Ceyl’an Ertem’i ne kadar sevdiğimi bilenler bilir. Aslında
her şey Peyote’nin Eskişehir’e şube açmasıyla başladı. 13 Haziran 2012 Ceyl’an
Ertem konseri vardı. Tarz-mekân ayırmadan her konseri gidip iş gereği
çektiğimiz için Ceyl’an Ertem’i de atlamadık tabii. Konu müzik olunca bende
akan sular durur. Sanatçı konser vermeden önce tüm albümlerini dinler,
sahnedeki performansıyla karşılaştırırım.

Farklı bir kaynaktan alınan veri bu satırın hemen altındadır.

//! Document store error types

use thiserror::Error;

/// Result type for store operations
pub type StoreResult<T> = Result<T, StoreError>;

/// Document store errors
#[derive(Debug, Clone, PartialEq, Eq, Error)]
pub enum StoreError {
    /// Filename was empty after trimming
    #[error("filename cannot be empty")]
    EmptyName,

    /// A document with this name already exists
    #[error("file '{0}' already exists")]
    AlreadyExists(String),

    /// No document with this name
    #[error("file '{0}' does not exist")]
    NotFound(String),
}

Bugüne kadar sevdiğim-sevmediğim pek
çok şarkıcı/grup bu konuda bana büyük hayal kırıklıkları yaşattı. Ceyl’an
Ertem’de ise durum çok farklıydı. Ne hikmetse konser öncesi ne şarkılarını
dinleyebildim ne de fotoğraflarına/videolarına göz gezdirebildim. Mekâna
gittiğimizde konser yeni başlamıştı. Önce fotoğraflarımızı çektik ve
dinlemeye-izlemeye başladık. Sahnede bir an bile durmayan, şarkılarına
jestlerini mimiklerini özgünce katan bir kadın vardı. Bu özgünlüğü, O’nu ilk
kez dinleyenler tarafından genellikle olumsuz karşılanır. Ama O, bunlara hiç
aldırış etmez. Çok güzel bir lafı vardır: “Sahnede şarkı söylerken deviniyorum.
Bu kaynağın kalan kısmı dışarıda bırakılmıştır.